Jean Lurçat. Jubilation. Tapisserie, 1964
Et d'abord l'unité profonde de l'homme et de Dieu, telle que
l'avait conçue l'Église d'Orient que Nicolas de Cues avait
connue, non seulement par la lecture des Pères Grecs mais par l'expérience vécue qu'il avait de la foi orthodoxe lors de son voyage à Constantinople en 1437.
Le premier intervenant, après le grec, dans ce Concile, est un
non- chrétien : un indien qui proclame que les hommes « ne
sont pas Dieu absolument mais Dieux par participation. » (ch.VII).
Le chaldéen souligne : « l'on voit dans l'essence de l'amour comment
l'aimé unit l'amant à l'aimable. » (ch. VIII).
Dès lors, dit Le Verbe dans La Paix de la foi . (ch.IX) les Arabes
comprendront «qu'admettre la Trinité c'est nier la pluralité des
Dieux. »
Sur quoi, le Persan ajoute (ch.XI) que « de tous les prophètes
Jésus est le plus grand, il lui convient donc... d'être appelé "Verbe de
Dieu". C'est ainsi d'ailleurs que l'appelle le Coran » (ch.XÏÏ).
Dans sa lettre à Jean de Ségovie, archevêque de Césarée, du 28
décembre 1453, Nicolas de Cues le félicite de se livrer à « l'étude
critique du Coran » : «il faut plutôt dialoguer que guerroyer avec
eux », et lui-même écrira en 1461, une Cribratio Alchorani,
étude critique du Coran où il recherche, sous les formules
conflictuelles, ce qui est en accord avec sa propre foi.
Il n'y a dans cette recherche d'une foi fondamentale et première
à travers la diversité des religions, nul éclectisme : le
Cardinal Nicolas de Cues aborde ce dialogue à partir d'une
méditation profonde, (dans son livre sur La docte ignorance,
1440), sur la connaissance qui s'oppose à la philosophie
grecque de l'être et à la logique d'Aristote, car elle est fondée
à la fois sur une conception de l ' UN qui n'exclut ni le multiple
ni la contradiction, et une conscience aiguë des rapports du
fini et de l'infini, de l'homme et de Dieu, dont il avait eu, dit-il,
la révélation philosophique au cours de son voyage en
Orient en 1437 et 1438.
Contre l'aristotélisme et la logique de l'école, qui régnait de
son temps, il formule le principe de la coïncidence des
contraires.
La pensée n'est pas pour lui un reflet de l'être, elle est un acte :
celui de l'être fini qui s'efforce de penser la totalité de ses relations
avec les autres, de prendre conscience qu'il n'est pas, en
dehors de ces relations avec les autres et avec Dieu.

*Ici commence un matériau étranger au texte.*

//! Remote raw tier: one GET against the raw-content host.

use super::http::{join_segments, parse_base_url};
use super::{ResolutionOutcome, SourceProvider};
use crate::config::RemoteCoordinates;
use crate::error::ApiError;
use crate::registry::EntityDescriptor;
use crate::resolver::DataRequest;
use crate::types::{RemoteUrls, SourceTag, REMOTE_RAW};
use async_trait::async_trait;
use tracing::debug;
use url::Url;

pub struct RemoteRawProvider {
    client: reqwest::Client,
    coordinates: RemoteCoordinates,
    base_url: Url,
}

impl RemoteRawProvider {
    /// Fails only on a malformed base URL, which is a configuration defect.
    pub fn new(client: reqwest::Client, coordinates: RemoteCoordinates) -> Result<Self, ApiError> {
        let base_url = parse_base_url("raw_base_url", &coordinates.raw_base_url)?;
        Ok(Self {
            client,
            coordinates,
            base_url,
        })
    }

    /// `<raw_base>/<owner>/<repository>/<branch>/<base_path>/<folder>/<file>`
    pub fn file_url(&self, remote_folder: &str, filename: &str) -> Result<Url, String> {
        let c = &self.coordinates;
        let segments = [c.owner.as_str(), c.repository.as_str()]
            .into_iter()
            .map(str::to_string)
            .chain(
                c.branch
                    .split('/')
                    .filter(|s| !s.is_empty())
                    .map(str::to_string),
            )
            .chain(c.file_segments(remote_folder, filename));
        join_segments(&self.base_url, segments)
    }
}

#[async_trait]
impl SourceProvider for RemoteRawProvider {
    fn tier(&self) -> &'static str {
        REMOTE_RAW
    }

    async fn attempt(
        &self,
        request: &DataRequest,
        entity: &EntityDescriptor,
    ) -> ResolutionOutcome {
        if !self.coordinates.is_configured() {
            return ResolutionOutcome::soft_failure("remote coordinates not configured");
        }

        let url = match self.file_url(&entity.remote_folder, &request.logical_filename) {
            Ok(url) => url,
            Err(e) => return ResolutionOutcome::soft_failure(e),
        };
        debug!(url = %url, "Fetching raw remote content");

        let response = match self.client.get(url.clone()).send().await {
            Ok(response) => response,
            Err(e) => {
                return ResolutionOutcome::soft_failure(format!(
                    "request to {} failed: {}",
                    url, e
                ))
            }
        };

        let status = response.status();
        if !status.is_success() {
            return ResolutionOutcome::soft_failure(format!("HTTP {} from {}", status, url));
        }

        let raw = match response.text().await {
            Ok(raw) => raw,
            Err(e) => {
                return ResolutionOutcome::soft_failure(format!(
                    "failed to read body from {}: {}",
                    url, e
                ))
            }
        };

        match request.parse(raw) {
            Ok(data) => ResolutionOutcome::success_with_urls(
                data,
                SourceTag::RemoteRaw,
                RemoteUrls {
                    raw: Some(url.to_string()),
                    ..RemoteUrls::default()
                },
            ),
            Err(e) => ResolutionOutcome::soft_failure(format!("failed to parse {}: {}", url, e)),
        }
    }
}
//! Source Providers
//!
//! Each tier implements [`SourceProvider::attempt`], which never errors: it
//! yields either parsed data with provenance or a soft failure carrying the
//! reason. Providers are stateless and shared across concurrent resolutions.

pub mod http;
pub mod local;
pub mod remote_api;
pub mod remote_raw;
pub mod synthetic;

use crate::registry::EntityDescriptor;
use crate::resolver::DataRequest;
use crate::types::{RemoteUrls, SourceTag};
use async_trait::async_trait;
use serde_json::Value;

pub use http::build_client;
pub use local::LocalStorageProvider;
pub use remote_api::RemoteApiProvider;
pub use remote_raw::RemoteRawProvider;
pub use synthetic::SyntheticProvider;

/// Where a successful value came from.
#[derive(Debug, Clone, PartialEq)]
pub struct Provenance {
    pub source: SourceTag,
    pub urls: Option<RemoteUrls>,
}

/// Result of one tier's attempt.
#[derive(Debug, Clone, PartialEq)]
pub enum ResolutionOutcome {
    Success { data: Value, provenance: Provenance },
    SoftFailure { reason: String },
}

impl ResolutionOutcome {
    pub fn success(data: Value, source: SourceTag) -> Self {
        ResolutionOutcome::Success {
            data,
            provenance: Provenance { source, urls: None },
        }
    }

    pub fn success_with_urls(data: Value, source: SourceTag, urls: RemoteUrls) -> Self {
        ResolutionOutcome::Success {
            data,
            provenance: Provenance {
                source,
                urls: Some(urls),
            },
        }
    }

    pub fn soft_failure(reason: impl Into<String>) -> Self {
        ResolutionOutcome::SoftFailure {
            reason: reason.into(),
        }
    }

    pub fn is_success(&self) -> bool {
        matches!(self, ResolutionOutcome::Success { .. })
    }
}

/// One tier of the fallback chain.
#[async_trait]
pub trait SourceProvider: Send + Sync {
    /// Short label used in diagnostics ("local", "remote-raw", ...).
    fn tier(&self) -> &'static str;

    /// Try to satisfy the request for a known entity.
    async fn attempt(&self, request: &DataRequest, entity: &EntityDescriptor)
        -> ResolutionOutcome;
}
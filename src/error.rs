use thiserror::Error;

/// Failures that stop a render before it starts or while writing it out.
///
/// Numerical trouble inside a single light path is never reported here; the
/// integrator degrades such samples to zero instead.
#[derive(Error, Debug)]
pub enum RenderError{
    #[error("Invalid render configuration: {0}")]
    InvalidConfig(String),

    #[error("Cannot build an acceleration structure over an empty scene")]
    EmptyScene,

    #[error("Scene contains geometry without a bounding box")]
    Unbounded,

    #[error("IO error: {0}")]
    Io(#[from] std::io::Error),
}
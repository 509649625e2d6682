use crate::*;

#[derive(Clone, Copy, Debug, PartialEq)]
pub struct Interval{
    pub min:Float,
    pub max:Float,
}

impl Add<Float> for Interval{
    type Output = Interval;
    fn add(self, rhs: Float) -> Self::Output {
        Interval{min:self.min + rhs, max:self.max + rhs}
    }
}

impl Interval{
    pub const NONE: Self = Self{min:INFINITY, max:NEG_INFINITY};
    pub const ALL: Self = Self{min:NEG_INFINITY, max:INFINITY};
    pub const fn new(min:Float, max:Float) -> Self{
        Self{min, max}
    }
    pub fn len(&self) -> Float{
        self.max - self.min
    }
    pub fn contains(&self, x:Float) -> bool{
        self.min <= x && x <= self.max
    }
    pub fn surrounds(&self, x:Float) -> bool{
        self.min < x && x < self.max
    }
    pub fn clamp(&self, x:Float) -> Float{
        x.clamp(self.min, self.max)
    }
    pub fn expanded(&self, d:Float) -> Interval{
        Interval{min:self.min-d, max:self.max+d}
    }
    pub fn ordered(x:Float, y:Float) -> Self{
        let (min, max) = if x>=y {(y, x)} else {(x, y)};
        Self{min, max}
    }
    pub fn enclosing(a: &Self, b:&Self) -> Self{
        let min = a.min.min(b.min);
        let max = a.max.max(b.max);
        Interval{min, max}
    }
}

#[derive(Clone, Copy, Debug, PartialEq)]
pub struct Ray{
    pub orig:Point,
    pub dir:Vector,
    /// Shutter time the ray was cast at, used by moving geometry.
    pub time:Float,
}

impl Ray{
    pub fn new(orig:Point, dir:Vector, time:Float) -> Self{
        Self{orig, dir, time}
    }
    pub fn at(&self, t:Float) -> Point{
        self.orig + t*self.dir
    }
}

/// Orthonormal basis whose `w` axis is a given direction.
#[derive(Clone, Copy, Debug)]
pub struct Onb{
    pub u: Vector,
    pub v: Vector,
    pub w: Vector,
}

impl Onb{
    pub fn new(n: &Vector) -> Self{
        let w = n.normalize();
        let a = if w.x.abs() > 0.9 {Vector::Y} else {Vector::X};
        let v = w.cross(a).normalize();
        let u = w.cross(v);
        Self{u, v, w}
    }
    pub fn local(&self, a: &Vector) -> Vector{
        a.x*self.u + a.y*self.v + a.z*self.w
    }
}

pub trait VectorExt{
    fn reflected(&self, n: &Self) -> Self;
    fn refracted(&self, n: &Self, eta_ratio: Float) -> Self;
}

impl VectorExt for Vector{
    fn reflected(&self, n: &Self) -> Self{
        *self - 2.0*self.dot(*n)*(*n)
    }
    // self must be a unit vector
    fn refracted(&self, n: &Self, eta_ratio: Float) -> Self{
        let cos = (-*self).dot(*n).min(1.0);
        let perp = eta_ratio * (*self + cos*(*n));
        let parallel = -(1.0 - perp.length_squared()).abs().sqrt() * (*n);
        perp + parallel
    }
}

#[cfg(test)]
mod tests {
    use super::*;

    #[test]
    fn interval_surrounds_is_strict() {
        let t = Interval::new(0.0, 1.0);
        assert!(t.contains(1.0));
        assert!(!t.surrounds(1.0));
        assert!(t.surrounds(0.5));
        assert!(Interval::NONE.len() < 0.0);
    }

    #[test]
    fn ray_at() {
        let ray = Ray::new(Point::ZERO, Vector::new(1.0, 2.0, 3.0), 0.5);
        assert_eq!(ray.at(2.0), Point::new(2.0, 4.0, 6.0));
    }

    #[test]
    fn onb_is_orthonormal() {
        for n in [Vector::Y, Vector::X, Vector::new(1.0, -2.0, 0.5)] {
            let onb = Onb::new(&n);
            assert!((onb.u.length() - 1.0).abs() < 1e-12);
            assert!((onb.v.length() - 1.0).abs() < 1e-12);
            assert!(onb.u.dot(onb.v).abs() < 1e-12);
            assert!(onb.u.dot(onb.w).abs() < 1e-12);
            assert!(onb.v.dot(onb.w).abs() < 1e-12);
            let z = onb.local(&Vector::Z);
            assert!((z - n.normalize()).length() < 1e-12);
        }
    }

    #[test]
    fn reflect_and_refract() {
        let d = Vector::new(1.0, -1.0, 0.0).normalize();
        let r = d.reflected(&Vector::Y);
        assert!((r - Vector::new(1.0, 1.0, 0.0).normalize()).length() < 1e-12);

        // index ratio of one passes straight through
        let t = d.refracted(&Vector::Y, 1.0);
        assert!((t - d).length() < 1e-12);

        // entering a denser medium bends towards the normal
        let t = d.refracted(&Vector::Y, 1.0 / 1.5);
        assert!(t.y < 0.0);
        assert!(t.x < d.x);
        assert!((t.length() - 1.0).abs() < 1e-9);
    }
}
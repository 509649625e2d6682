use crate::*;
pub mod sphere;
pub mod moving_sphere;
pub mod aarect;
pub mod hittable_list;
pub mod rotate;
pub mod translate;
pub mod flip_face;

pub use sphere::*;
pub use moving_sphere::*;
pub use aarect::*;
pub use hittable_list::*;
pub use rotate::*;
pub use translate::*;
pub use flip_face::*;

/// Anything a ray can intersect.
///
/// Shapes are shared read-only across render threads, hence the `Send + Sync`
/// bound. Only shapes that act as light sources for importance sampling need
/// to override [`Hittable::pdf_value`] and [`Hittable::random_direction`].
pub trait Hittable: Send + Sync{
    /// Nearest intersection with a parametric distance strictly inside `t`.
    fn hit(&self, ray: &Ray, t:&Interval) -> Option<HitRecord<'_>>;
    /// `None` for unbounded geometry.
    fn bounding_box(&self, time0: Float, time1: Float) -> Option<AABB>;
    /// Density, with respect to solid angle at `orig`, of sampling `dir`
    /// through [`Hittable::random_direction`].
    fn pdf_value(&self, _orig: &Point, _dir: &Vector) -> Float{
        0.0
    }
    fn random_direction(&self, _orig: &Point, _rng: &mut dyn RngCore) -> Vector{
        Vector::X
    }
}
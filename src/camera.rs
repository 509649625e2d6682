use crate::*;

/// Thin-lens camera with a shutter interval for motion blur.
#[derive(Clone, Debug)]
pub struct Camera{
    origin: Point,
    lower_left_corner: Point,
    horizontal: Vector,
    vertical: Vector,
    u: Vector,
    v: Vector,
    lens_radius: Float,
    time0: Float,
    time1: Float,
}

impl Camera{
    #[allow(clippy::too_many_arguments)]
    pub fn new(lookfrom: Point, lookat: Point, vup: Vector, vfov: Float, aspect_ratio: Float, aperture: Float, focus_dist: Float, time0: Float, time1: Float) -> Self {
        let h = (vfov/2.).to_radians().tan();
        let viewport_h = 2.0*h;
        let viewport_w = aspect_ratio*viewport_h;

        let w = (lookfrom-lookat).normalize();
        let u = vup.cross(w).normalize();
        let v = w.cross(u);

        let origin = lookfrom;
        let horizontal = focus_dist*viewport_w*u;
        let vertical = focus_dist*viewport_h*v;
        let lower_left_corner = origin - horizontal/2.0 - vertical/2.0 - focus_dist*w;
        Camera{
            origin,
            lower_left_corner,
            horizontal,
            vertical,
            u,
            v,
            lens_radius: aperture/2.0,
            time0,
            time1,
        }
    }
    /// Shutter interval rays are timed within; also the window bounding
    /// boxes must cover for moving geometry.
    pub fn shutter(&self) -> (Float, Float){
        (self.time0, self.time1)
    }
    /// Ray through normalized image coordinates; (0, 0) is the lower left
    /// corner and (1, 1) the upper right.
    pub fn get_ray(&self, s: Float, t: Float, rng: &mut dyn RngCore) -> Ray{
        let rd = self.lens_radius*random_in_unit_disk(rng);
        let offset = self.u*rd.x + self.v*rd.y;
        let time = if self.time1 > self.time0 {random_range(rng, self.time0, self.time1)} else {self.time0};
        Ray::new(
            self.origin + offset,
            self.lower_left_corner + s*self.horizontal + t*self.vertical - self.origin - offset,
            time,
        )
    }
}

#[cfg(test)]
mod tests {
    use super::*;
    use rand::rngs::StdRng;
    use rand::SeedableRng;

    fn pinhole() -> Camera{
        Camera::new(Point::new(278.0, 278.0, -800.0), Point::new(278.0, 278.0, 0.0), Vector::Y, 40.0, 1.0, 0.0, 10.0, 0.0, 1.0)
    }

    #[test]
    fn center_ray_looks_at_target() {
        let camera = pinhole();
        let mut rng = StdRng::seed_from_u64(0);
        let ray = camera.get_ray(0.5, 0.5, &mut rng);
        assert_eq!(ray.orig, Point::new(278.0, 278.0, -800.0));
        assert!((ray.dir.normalize() - Vector::Z).length() < 1e-9);
        assert!((0.0..1.0).contains(&ray.time));
    }

    #[test]
    fn corners_span_field_of_view() {
        let camera = pinhole();
        let mut rng = StdRng::seed_from_u64(0);
        let top = camera.get_ray(0.5, 1.0, &mut rng).dir.normalize();
        let bottom = camera.get_ray(0.5, 0.0, &mut rng).dir.normalize();
        let angle = top.angle_between(bottom).to_degrees();
        assert!((angle - 40.0).abs() < 1e-6);
        assert!(top.y > 0.0 && bottom.y < 0.0);
    }

    #[test]
    fn lens_jitters_origin() {
        let camera = Camera::new(Point::ZERO, -Point::Z, Vector::Y, 90.0, 1.0, 2.0, 1.0, 0.0, 0.0);
        let mut rng = StdRng::seed_from_u64(3);
        for _ in 0..100 {
            let ray = camera.get_ray(0.5, 0.5, &mut rng);
            assert!(ray.orig.length() < 1.0);
            assert_eq!(ray.orig.z, 0.0);
            assert_eq!(ray.time, 0.0);
            // every lens sample converges on the focus plane
            assert!((ray.at(1.0) - -Point::Z).length() < 1e-9);
        }
    }
}
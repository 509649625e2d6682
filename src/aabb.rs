use crate::*;

#[derive(Clone, Copy, Debug, PartialEq)]
pub struct AABB{
    pub x: Interval,
    pub y: Interval,
    pub z: Interval
}

impl Index<usize> for AABB {
    type Output = Interval;
    fn index(&self, index: usize) -> &Self::Output {
        match index {
            0 => &self.x,
            1 => &self.y,
            2 => &self.z,
            _ => panic!("Index out of bounds: {}", index),
        }
    }
}

impl Add<Vector> for AABB{
    type Output = AABB;
    fn add(self, offset: Vector) -> Self::Output{
        let x = self.x + offset.x;
        let y = self.y + offset.y;
        let z = self.z + offset.z;
        Self::Output{x, y, z}
    }
}

impl AABB{
    pub const NONE: Self = Self{
        x:Interval::NONE,
        y:Interval::NONE,
        z:Interval::NONE,
    };
    pub fn enclosing_point(a: &Point, b: &Point) -> Self{
        let x = Interval::ordered(a.x, b.x);
        let y = Interval::ordered(a.y, b.y);
        let z = Interval::ordered(a.z, b.z);
        Self{x, y, z}.padded()
    }
    pub fn enclosing_volume(a: &Self, b: &Self) -> Self{
        let x = Interval::enclosing(&a.x, &b.x);
        let y = Interval::enclosing(&a.y, &b.y);
        let z = Interval::enclosing(&a.z, &b.z);
        Self{x, y, z}
    }
    pub fn min(&self) -> Point{
        Point::new(self.x.min, self.y.min, self.z.min)
    }
    pub fn max(&self) -> Point{
        Point::new(self.x.max, self.y.max, self.z.max)
    }
    pub fn hit(&self, ray: &Ray, ray_t: &Interval) -> bool{
        let (mut t_min, mut t_max) = (ray_t.min, ray_t.max);
        for axis in 0..3{
            let interval = &self[axis];
            let dinv = ray.dir[axis].recip();
            let from = ray.orig[axis];

            let t0 = (interval.min - from) * dinv;
            let t1 = (interval.max - from) * dinv;

            let (t0, t1) = if t0<=t1 {(t0, t1)} else {(t1, t0)};
            t_min = t_min.max(t0);
            t_max = t_max.min(t1);
            if t_max <= t_min {return false;}
        }
        true
    }
    pub fn longest_axis(&self) -> usize {
        if self.x.len() > self.y.len() && self.x.len() > self.z.len() {
            0
        } else if self.y.len() > self.z.len() {
            1
        } else {
            2
        }
    }
    // flat boxes (axis-aligned rectangles) still need a slab to hit
    fn padded(self) -> Self{
        const DELTA: Float = 0.0001;
        let x = if self.x.len() < DELTA { self.x.expanded(DELTA/2.0) } else {self.x};
        let y = if self.y.len() < DELTA { self.y.expanded(DELTA/2.0) } else {self.y};
        let z = if self.z.len() < DELTA { self.z.expanded(DELTA/2.0) } else {self.z};
        Self{x, y, z}
    }
}

#[cfg(test)]
mod tests {
    use super::*;

    #[test]
    fn union_covers_both() {
        let a = AABB::enclosing_point(&Point::ZERO, &Point::ONE);
        let b = AABB::enclosing_point(&Point::new(2.0, -1.0, 0.5), &Point::new(3.0, 0.0, 0.6));
        let u = AABB::enclosing_volume(&a, &b);
        assert_eq!(u.min(), Point::new(0.0, -1.0, 0.0));
        assert_eq!(u.max(), Point::new(3.0, 1.0, 1.0));
    }

    #[test]
    fn flat_box_is_padded() {
        let flat = AABB::enclosing_point(&Point::new(0.0, 1.0, 0.0), &Point::new(1.0, 1.0, 1.0));
        assert!(flat.y.len() > 0.0);
        let ray = Ray::new(Point::new(0.5, 5.0, 0.5), -Vector::Y, 0.0);
        assert!(flat.hit(&ray, &Interval::new(0.001, INFINITY)));
    }

    #[test]
    fn slab_miss() {
        let b = AABB::enclosing_point(&Point::ZERO, &Point::ONE);
        let ray = Ray::new(Point::new(5.0, 5.0, 5.0), Vector::X, 0.0);
        assert!(!b.hit(&ray, &Interval::new(0.001, INFINITY)));
        assert_eq!(b.longest_axis(), 2);
    }
}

Cette méditation spirituelle s'enracine dans une réflexion
mathématique sur la notion d'infini : un triangle dont un côté
serait infini, serait identique à une ligne droite, de même que
dans un cercle qui serait de diamètre infini, chaque segment
de la circonférence, courbe dans une figure finie, serait une
ligne droite (I,& 13). De même un polygone dont on diviserait
indéfiniment les côtés deviendrait un cercle.
Ainsi toute choses, pensées en fonction de l'Infini, de Dieu qui
est « en acte tout ce qui peut être », sont une dans leur altérité et
leur multiplicité.
« Les choses visibles sont des images de choses invisibles » (I, & 11)
et la Docte ignorance n'est autre que la foi, la vision de toute
chose en Dieu, c'est à dire dans la plénitude de ses relations
avec le tout, et la conscience de son rapport à l'infini. C'est de
cette manière que, rejoignant Maître Eckhart, il considère le
temps : là encore, si l'on contemple l'histoire du point de vue
de l'infini : si l'on voit les choses en Dieu (qui est au delà du
temps) le passé et le futur ne sont que des extrapolations du
présent ; si bien que, comme disait Maître Eckhart, « d u point
de vue de Dieu, le moment de la création du monde, le moment où
je vous parle, et celui du Jugement dernier sont un seul et même instant.
» (Sermon 9)
En regard de l'infini, l'instant est identique à l'éternité. « car
l'infini nous fait dépasser complètement toute opposition » (chap.
16), comme la courbure du cercle devient, à l'infini, ligne droite,
comme le triangle. Il en est de même pour toute forme et
toute ligne : « l'infini est en acte tout ce que le fini est en puissance.
» (I, chap. 13)
« L'infini nous fait dépasser toute opposition » (chap. 16). « Tout
est en Dieu et Dieu est en Tout. » (II, chap. 3) toute chose est
dans toutes les autres et n'existe que par elles. Tel est « le mouvement
de connexion amoureuse qui p o r t e toutes les choses vers
l'unité pour former, à elles toutes, un univers » (chap. 10)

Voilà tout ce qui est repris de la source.